Task item: Please retype each record exactly as it stands below.

(Saved data entries)
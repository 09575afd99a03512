use std::{
    fs,
    path::{Path, PathBuf},
    time::{Duration, SystemTime},
};

use anyhow::{Context, Result, anyhow};
use tracing::Span;
use tracing_appender::{
    non_blocking::WorkerGuard,
    rolling::{RollingFileAppender, Rotation},
};
use tracing_error::ErrorLayer;
use tracing_subscriber::{
    EnvFilter, Layer, filter::LevelFilter, fmt, layer::SubscriberExt, util::SubscriberInitExt,
};
use uuid::Uuid;

use crate::config::{LoggingConfig, LoggingRotation};

const LOG_FAMILY: &str = "pin";
const LOG_SUFFIX: &str = "log";
const SECS_PER_DAY: u64 = 24 * 60 * 60;

/// Holds the log writer open and the `run` span every subcommand executes in.
pub struct LoggingGuard {
    _worker_guard: WorkerGuard,
    run_id: String,
    run_span: Span,
}

impl LoggingGuard {
    pub fn run_id(&self) -> &str {
        &self.run_id
    }

    pub fn run_span(&self) -> &Span {
        &self.run_span
    }
}

/// Installs the subscriber for one invocation of `command`.
///
/// Records go to `<dir>/pin-<command>.<date>.log` as JSON. Every record
/// carries the `run` span with the run id and the subcommand name.
pub fn init_tracing(logging_config: &LoggingConfig, command: &str) -> Result<LoggingGuard> {
    let files = RunLogFiles::for_command(&logging_config.dir, command)?;
    fs::create_dir_all(&files.dir)
        .with_context(|| format!("failed to create logging directory {}", files.dir.display()))?;

    let purged = files.purge_expired(logging_config.retention_days, SystemTime::now());
    let appender = files.appender(&logging_config.rotation)?;
    let (writer, worker_guard) = tracing_appender::non_blocking(appender);

    let file_layer = fmt::layer()
        .json()
        .with_timer(fmt::time::UtcTime::rfc_3339())
        .with_current_span(true)
        .with_span_list(false)
        .with_ansi(false)
        .with_writer(writer)
        .with_filter(parse_filter(&logging_config.filter)?);

    // Warnings only; progress lines share stderr.
    let stderr_layer = logging_config.stderr_warn_enabled.then(|| {
        fmt::layer()
            .compact()
            .without_time()
            .with_writer(std::io::stderr)
            .with_filter(LevelFilter::WARN)
    });

    tracing_subscriber::registry()
        .with(ErrorLayer::default())
        .with(file_layer)
        .with(stderr_layer)
        .try_init()
        .context("failed to initialize tracing subscriber")?;

    let run_id = Uuid::now_v7().to_string();
    let run_span = tracing::info_span!(target: "pin", "run", run_id = %run_id, command);
    run_span.in_scope(|| {
        tracing::info!(
            target: "logging",
            file_prefix = %files.prefix,
            dir = %files.dir.display(),
            rotation = ?logging_config.rotation,
            expired_removed = purged.removed.len(),
            "logging_initialized"
        );
        for warning in &purged.warnings {
            tracing::warn!(target: "logging", warning = %warning, "log_retention_warning");
        }
    });

    Ok(LoggingGuard {
        _worker_guard: worker_guard,
        run_id,
        run_span,
    })
}

fn parse_filter(filter: &str) -> Result<EnvFilter> {
    if filter.trim().is_empty() {
        return Err(anyhow!("logging.filter cannot be empty"));
    }
    EnvFilter::try_new(filter).with_context(|| format!("failed to parse logging.filter '{filter}'"))
}

/// The rolling files of one subcommand inside the shared log directory.
#[derive(Debug, PartialEq, Eq)]
struct RunLogFiles {
    dir: PathBuf,
    prefix: String,
}

impl RunLogFiles {
    fn for_command(dir: &Path, command: &str) -> Result<Self> {
        if dir.as_os_str().is_empty() {
            return Err(anyhow!("logging.dir cannot be empty"));
        }
        if command.is_empty() || !command.chars().all(|c| c.is_ascii_alphanumeric() || c == '-') {
            return Err(anyhow!("invalid log file command name '{command}'"));
        }

        let dir = std::path::absolute(dir)
            .with_context(|| format!("failed to resolve logging.dir {}", dir.display()))?;
        Ok(Self {
            dir,
            prefix: format!("{LOG_FAMILY}-{command}"),
        })
    }

    fn appender(&self, rotation: &LoggingRotation) -> Result<RollingFileAppender> {
        let rotation = match rotation {
            LoggingRotation::Daily => Rotation::DAILY,
            LoggingRotation::Hourly => Rotation::HOURLY,
        };
        RollingFileAppender::builder()
            .rotation(rotation)
            .filename_prefix(&self.prefix)
            .filename_suffix(LOG_SUFFIX)
            .build(&self.dir)
            .with_context(|| format!("failed to open log file in {}", self.dir.display()))
    }

    /// Removes rolled files of any subcommand last written before the window.
    fn purge_expired(&self, retention_days: usize, now: SystemTime) -> PurgeReport {
        let window = Duration::from_secs((retention_days as u64).saturating_mul(SECS_PER_DAY));
        let cutoff = now.checked_sub(window).unwrap_or(SystemTime::UNIX_EPOCH);

        let mut report = PurgeReport::default();
        let entries = match fs::read_dir(&self.dir) {
            Ok(entries) => entries,
            Err(err) => {
                report
                    .warnings
                    .push(format!("failed to scan {}: {err}", self.dir.display()));
                return report;
            }
        };

        for entry in entries.flatten() {
            if !is_family_log(&entry.file_name().to_string_lossy()) {
                continue;
            }
            let path = entry.path();
            let modified = entry
                .metadata()
                .and_then(|metadata| metadata.modified().map(|at| (metadata.is_file(), at)));
            match modified {
                Ok((true, at)) if at <= cutoff => match fs::remove_file(&path) {
                    Ok(()) => report.removed.push(path),
                    Err(err) => report
                        .warnings
                        .push(format!("failed to remove {}: {err}", path.display())),
                },
                Ok(_) => {}
                Err(err) => report
                    .warnings
                    .push(format!("failed to stat {}: {err}", path.display())),
            }
        }
        report
    }
}

fn is_family_log(file_name: &str) -> bool {
    file_name.starts_with(&format!("{LOG_FAMILY}-"))
        && file_name.ends_with(&format!(".{LOG_SUFFIX}"))
}

#[derive(Debug, Default)]
struct PurgeReport {
    removed: Vec<PathBuf>,
    warnings: Vec<String>,
}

Answer to the problem:
repository 09575afd99a03512
use std::{
    fs,
    path::{Path, PathBuf},
    time::{Duration, SystemTime},
};

use anyhow::{Context, Result, anyhow};
use tracing::Span;
use tracing_appender::{
    non_blocking::WorkerGuard,
    rolling::{RollingFileAppender, Rotation},
};
use tracing_error::ErrorLayer;
use tracing_subscriber::{
    EnvFilter, Layer, filter::LevelFilter, fmt, layer::SubscriberExt, util::SubscriberInitExt,
};
use uuid::Uuid;

use crate::config::{LoggingConfig, LoggingRotation};

const LOG_FAMILY: &str = "pin";
const LOG_SUFFIX: &str = "log";
const SECS_PER_DAY: u64 = 24 * 60 * 60;

/// Holds the log writer open and the `run` span every subcommand executes in.
pub struct LoggingGuard {
    _worker_guard: WorkerGuard,
    run_id: String,
    run_span: Span,
}

impl LoggingGuard {
    pub fn run_id(&self) -> &str {
        &self.run_id
    }

    pub fn run_span(&self) -> &Span {
        &self.run_span
    }
}

/// Installs the subscriber for one invocation of `command`.
///
/// Records go to `<dir>/pin-<command>.<date>.log` as JSON. Every record
/// carries the `run` span with the run id and the subcommand name.
pub fn init_tracing(logging_config: &LoggingConfig, command: &str) -> Result<LoggingGuard> {
    let files = RunLogFiles::for_command(&logging_config.dir, command)?;
    fs::create_dir_all(&files.dir)
        .with_context(|| format!("failed to create logging directory {}", files.dir.display()))?;

    let purged = files.purge_expired(logging_config.retention_days, SystemTime::now());
    let appender = files.appender(&logging_config.rotation)?;
    let (writer, worker_guard) = tracing_appender::non_blocking(appender);

    let file_layer = fmt::layer()
        .json()
        .with_timer(fmt::time::UtcTime::rfc_3339())
        .with_current_span(true)
        .with_span_list(false)
        .with_ansi(false)
        .with_writer(writer)
        .with_filter(parse_filter(&logging_config.filter)?);

    // Warnings only; progress lines share stderr.
    let stderr_layer = logging_config.stderr_warn_enabled.then(|| {
        fmt::layer()
            .compact()
            .without_time()
            .with_writer(std::io::stderr)
            .with_filter(LevelFilter::WARN)
    });

    tracing_subscriber::registry()
        .with(ErrorLayer::default())
        .with(file_layer)
        .with(stderr_layer)
        .try_init()
        .context("failed to initialize tracing subscriber")?;

    let run_id = Uuid::now_v7().to_string();
    let run_span = tracing::info_span!(target: "pin", "run", run_id = %run_id, command);
    run_span.in_scope(|| {
        tracing::info!(
            target: "logging",
            file_prefix = %files.prefix,
            dir = %files.dir.display(),
            rotation = ?logging_config.rotation,
            expired_removed = purged.removed.len(),
            "logging_initialized"
        );
        for warning in &purged.warnings {
            tracing::warn!(target: "logging", warning = %warning, "log_retention_warning");
        }
    });

    Ok(LoggingGuard {
        _worker_guard: worker_guard,
        run_id,
        run_span,
    })
}

fn parse_filter(filter: &str) -> Result<EnvFilter> {
    if filter.trim().is_empty() {
        return Err(anyhow!("logging.filter cannot be empty"));
    }
    EnvFilter::try_new(filter).with_context(|| format!("failed to parse logging.filter '{filter}'"))
}

/// The rolling files of one subcommand inside the shared log directory.
#[derive(Debug, PartialEq, Eq)]
struct RunLogFiles {
    dir: PathBuf,
    prefix: String,
}

impl RunLogFiles {
    fn for_command(dir: &Path, command: &str) -> Result<Self> {
        if dir.as_os_str().is_empty() {
            return Err(anyhow!("logging.dir cannot be empty"));
        }
        if command.is_empty() || !command.chars().all(|c| c.is_ascii_alphanumeric() || c == '-') {
            return Err(anyhow!("invalid log file command name '{command}'"));
        }

        let dir = std::path::absolute(dir)
            .with_context(|| format!("failed to resolve logging.dir {}", dir.display()))?;
        Ok(Self {
            dir,
            prefix: format!("{LOG_FAMILY}-{command}"),
        })
    }

    fn appender(&self, rotation: &LoggingRotation) -> Result<RollingFileAppender> {
        let rotation = match rotation {
            LoggingRotation::Daily => Rotation::DAILY,
            LoggingRotation::Hourly => Rotation::HOURLY,
        };
        RollingFileAppender::builder()
            .rotation(rotation)
            .filename_prefix(&self.prefix)
            .filename_suffix(LOG_SUFFIX)
            .build(&self.dir)
            .with_context(|| format!("failed to open log file in {}", self.dir.display()))
    }

    /// Removes rolled files of any subcommand last written before the window.
    fn purge_expired(&self, retention_days: usize, now: SystemTime) -> PurgeReport {
        let window = Duration::from_secs((retention_days as u64).saturating_mul(SECS_PER_DAY));
        let cutoff = now.checked_sub(window).unwrap_or(SystemTime::UNIX_EPOCH);

        let mut report = PurgeReport::default();
        let entries = match fs::read_dir(&self.dir) {
            Ok(entries) => entries,
            Err(err) => {
                report
                    .warnings
                    .push(format!("failed to scan {}: {err}", self.dir.display()));
                return report;
            }
        };

        for entry in entries.flatten() {
            if !is_family_log(&entry.file_name().to_string_lossy()) {
                continue;
            }
            let path = entry.path();
            let modified = entry
                .metadata()
                .and_then(|metadata| metadata.modified().map(|at| (metadata.is_file(), at)));
            match modified {
                Ok((true, at)) if at <= cutoff => match fs::remove_file(&path) {
                    Ok(()) => report.removed.push(path),
                    Err(err) => report
                        .warnings
                        .push(format!("failed to remove {}: {err}", path.display())),
                },
                Ok(_) => {}
                Err(err) => report
                    .warnings
                    .push(format!("failed to stat {}: {err}", path.display())),
            }
        }
        report
    }
}

fn is_family_log(file_name: &str) -> bool {
    file_name.starts_with(&format!("{LOG_FAMILY}-"))
        && file_name.ends_with(&format!(".{LOG_SUFFIX}"))
}

#[derive(Debug, Default)]
struct PurgeReport {
    removed: Vec<PathBuf>,
    warnings: Vec<String>,
}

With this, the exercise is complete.